Hyacinth Bean Vine

BY MARY LOU ILER Intern

If you want a plant that adds loads of color and interest to any garden right through until fall here in the Rio Grande Valley, Hyacinth Bean plant is the one for you.

This vine is a species of bean in the family Fabaceae. It is native to the tropical areas in sub-Saharan Africa and is cultivated extensively throughout the tropics for food even though it must be repeatedly washed and cooked to remove its toxins. In our zone, the plant can be grown as a winding climber or as a ground cover, but when you plant be aware that it can become invasive if you do not keep it trimmed.

Hyacinth bean plant (Lablab Purpureus) is a vigorous ornamental that is perennial in the Valley.

From its stem tips above the mass of leaves, the vine will hang loose clusters of fragrant pinkish violet blossoms that have the pleasant scent of hyacinth.

Pollinators are attracted to these blooms. As the season progresses, the ovary of the flower matures into a flat, burgundy seed pod. The vine will grow and climb quickly and the reddish purple pods take on a significant size once the flower dies.

Pruning is often necessary and is used to cut back the plant to limit growth. The spring pruning should include cutting the tops back to encourage lower plant growth.

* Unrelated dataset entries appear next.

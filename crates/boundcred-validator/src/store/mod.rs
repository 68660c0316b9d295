//! Backing object store abstraction
//!
//! The validator needs three point-in-time lookups. Transport, caching and
//! watch machinery belong to whoever implements [`ObjectGetter`].

pub mod memory;

pub use memory::MemoryStore;

use async_trait::async_trait;
use boundcred_core::StoreError;
use chrono::{DateTime, Utc};
use std::sync::Arc;

/// The parts of a stored object the validator looks at
#[derive(Debug, Clone, PartialEq, Eq)]
pub struct BoundObject {
    /// Current uid of the object under this name
    pub uid: String,
    /// When deletion was requested, if it has been
    pub deletion_timestamp: Option<DateTime<Utc>>,
}

impl BoundObject {
    /// Create a live object with the given uid
    pub fn new(uid: impl Into<String>) -> Self {
        Self {
            uid: uid.into(),
            deletion_timestamp: None,
        }
    }

    /// Mark the object as deleted at `at`
    pub fn with_deletion_timestamp(mut self, at: DateTime<Utc>) -> Self {
        self.deletion_timestamp = Some(at);
        self
    }

    /// Check if deletion was requested strictly before `cutoff`
    pub fn deleted_before(&self, cutoff: DateTime<Utc>) -> bool {
        self.deletion_timestamp.is_some_and(|at| at < cutoff)
    }
}

/// Point-in-time lookups against the backing object store
///
/// Implementations must be thread-safe. Lookups are never retried by the
/// validator; an error is returned to the caller immediately.
#[async_trait]
pub trait ObjectGetter: Send + Sync {
    /// Get a service account by namespace and name
    async fn get_account(&self, namespace: &str, name: &str) -> Result<BoundObject, StoreError>;

    /// Get a secret by namespace and name
    async fn get_secret(&self, namespace: &str, name: &str) -> Result<BoundObject, StoreError>;

    /// Get a pod by namespace and name
    async fn get_instance(&self, namespace: &str, name: &str) -> Result<BoundObject, StoreError>;

    /// Get a description of this store (for logging)
    fn description(&self) -> &str {
        "object getter"
    }
}

#[async_trait]
impl<G: ObjectGetter + ?Sized> ObjectGetter for Arc<G> {
    async fn get_account(&self, namespace: &str, name: &str) -> Result<BoundObject, StoreError> {
        (**self).get_account(namespace, name).await
    }

    async fn get_secret(&self, namespace: &str, name: &str) -> Result<BoundObject, StoreError> {
        (**self).get_secret(namespace, name).await
    }

    async fn get_instance(&self, namespace: &str, name: &str) -> Result<BoundObject, StoreError> {
        (**self).get_instance(namespace, name).await
    }

    fn description(&self) -> &str {
        (**self).description()
    }
}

The twining vine can get out of hand unless you prune the overgrowth, and the pruning can be continued any time during the growth season. As the vine matures, the pods will grow to the same size as Lima beans and contain seeds that are black with a white hilum. These seeds can be used to start new vines but should not be eaten as they are laced with toxins.

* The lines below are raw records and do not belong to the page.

//! In-memory object store
//!
//! Keeps accounts, secrets and pods in hashmaps keyed by namespace and name.
//! Useful for embedding and tests; nothing is persisted.

use async_trait::async_trait;
use boundcred_core::{ObjectKind, StoreError};
use chrono::{DateTime, Utc};
use std::collections::HashMap;
use std::sync::{PoisonError, RwLock};
use tracing::info;

use super::{BoundObject, ObjectGetter};

type ObjectTable = RwLock<HashMap<(String, String), BoundObject>>;

/// In-memory object store implementation
#[derive(Debug, Default)]
pub struct MemoryStore {
    accounts: ObjectTable,
    secrets: ObjectTable,
    instances: ObjectTable,
}

impl MemoryStore {
    /// Create an empty store
    pub fn new() -> Self {
        Self::default()
    }

    fn table(&self, kind: ObjectKind) -> &ObjectTable {
        match kind {
            ObjectKind::Account => &self.accounts,
            ObjectKind::Secret => &self.secrets,
            ObjectKind::Instance => &self.instances,
        }
    }

    /// Store an object, replacing any previous one with the same name
    pub fn insert(&self, kind: ObjectKind, namespace: &str, name: &str, object: BoundObject) {
        let mut table = self.table(kind).write().unwrap_or_else(PoisonError::into_inner);
        info!(%kind, namespace = %namespace, name = %name, uid = %object.uid, "Storing object");
        table.insert((namespace.to_string(), name.to_string()), object);
    }

    pub fn insert_account(&self, namespace: &str, name: &str, object: BoundObject) {
        self.insert(ObjectKind::Account, namespace, name, object);
    }

    pub fn insert_secret(&self, namespace: &str, name: &str, object: BoundObject) {
        self.insert(ObjectKind::Secret, namespace, name, object);
    }

    pub fn insert_instance(&self, namespace: &str, name: &str, object: BoundObject) {
        self.insert(ObjectKind::Instance, namespace, name, object);
    }

    /// Remove an object outright
    pub fn remove(&self, kind: ObjectKind, namespace: &str, name: &str) -> bool {
        let mut table = self.table(kind).write().unwrap_or_else(PoisonError::into_inner);
        let removed = table
            .remove(&(namespace.to_string(), name.to_string()))
            .is_some();
        if removed {
            info!(%kind, namespace = %namespace, name = %name, "Removed object");
        }
        removed
    }

    /// Record a deletion request without removing the object
    pub fn mark_deleted(&self, kind: ObjectKind, namespace: &str, name: &str, at: DateTime<Utc>) -> bool {
        let mut table = self.table(kind).write().unwrap_or_else(PoisonError::into_inner);
        match table.get_mut(&(namespace.to_string(), name.to_string())) {
            Some(object) => {
                info!(%kind, namespace = %namespace, name = %name, deleted_at = %at, "Marked object deleted");
                object.deletion_timestamp = Some(at);
                true
            }
            None => false,
        }
    }

    fn lookup(&self, kind: ObjectKind, namespace: &str, name: &str) -> Result<BoundObject, StoreError> {
        let table = self.table(kind).read().unwrap_or_else(PoisonError::into_inner);
        table
            .get(&(namespace.to_string(), name.to_string()))
            .cloned()
            .ok_or_else(|| StoreError::not_found(kind, namespace, name))
    }
}

#[async_trait]
impl ObjectGetter for MemoryStore {
    async fn get_account(&self, namespace: &str, name: &str) -> Result<BoundObject, StoreError> {
        self.lookup(ObjectKind::Account, namespace, name)
    }

    async fn get_secret(&self, namespace: &str, name: &str) -> Result<BoundObject, StoreError> {
        self.lookup(ObjectKind::Secret, namespace, name)
    }

    async fn get_instance(&self, namespace: &str, name: &str) -> Result<BoundObject, StoreError> {
        self.lookup(ObjectKind::Instance, namespace, name)
    }

    fn description(&self) -> &str {
        "in-memory object store"
    }
}

#[cfg(test)]
mod tests {
    use super::*;

    #[tokio::test]
    async fn test_lookup_by_namespace_and_name() {
        let store = MemoryStore::new();
        store.insert_account("ns1", "sa1", BoundObject::new("u1"));

        let found = store.get_account("ns1", "sa1").await.unwrap();
        assert_eq!(found.uid, "u1");

        let other_ns = store.get_account("ns2", "sa1").await;
        assert!(matches!(other_ns, Err(StoreError::NotFound { .. })));
    }

    #[tokio::test]
    async fn test_kinds_are_separate() {
        let store = MemoryStore::new();
        store.insert_secret("ns1", "shared-name", BoundObject::new("s1"));

        assert!(store.get_secret("ns1", "shared-name").await.is_ok());
        assert!(store.get_instance("ns1", "shared-name").await.is_err());
        assert!(store.get_account("ns1", "shared-name").await.is_err());
    }

    #[tokio::test]
    async fn test_recreate_changes_uid() {
        let store = MemoryStore::new();
        store.insert_instance("ns1", "pod1", BoundObject::new("p1"));
        assert!(store.remove(ObjectKind::Instance, "ns1", "pod1"));
        assert!(!store.remove(ObjectKind::Instance, "ns1", "pod1"));

        store.insert_instance("ns1", "pod1", BoundObject::new("p2"));
        assert_eq!(store.get_instance("ns1", "pod1").await.unwrap().uid, "p2");
    }

    #[tokio::test]
    async fn test_mark_deleted() {
        let store = MemoryStore::new();
        let at = Utc::now();
        store.insert_account("ns1", "sa1", BoundObject::new("u1"));

        assert!(store.mark_deleted(ObjectKind::Account, "ns1", "sa1", at));
        assert!(!store.mark_deleted(ObjectKind::Account, "ns1", "missing", at));

        let found = store.get_account("ns1", "sa1").await.unwrap();
        assert_eq!(found.deletion_timestamp, Some(at));
    }

    #[tokio::test]
    async fn test_not_found_message() {
        let store = MemoryStore::new();
        let err = store.get_secret("ns1", "s1").await.unwrap_err();
        assert_eq!(err.to_string(), "secrets \"s1\" not found");
    }
}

Grow your vine from seeds planted 1 ½ “deep and 6 inches apart. The Hyacinth bean vine requires some sun but is not fussy about soil type. It will require a sturdy support 10 to 15 feet high. A trellis or fence works well. Regular watering is necessary but insect and disease problems are infrequent.

Add fertilizer when planting and every month during the growing season.

The best time of year to harvest the bean seed pods is just prior to cold weather.

The seeds can be removed easily from the dried seed pods and can be used the next year in your garden.

Important Note: Raw bean seeds are poisonous. If boiled for a very long time with many water changes they are safe to eat and are a food crop in parts of the world.

Other Name: Tobacco Vine

Tip: For more successful germination soak the seeds overnight prior to planting.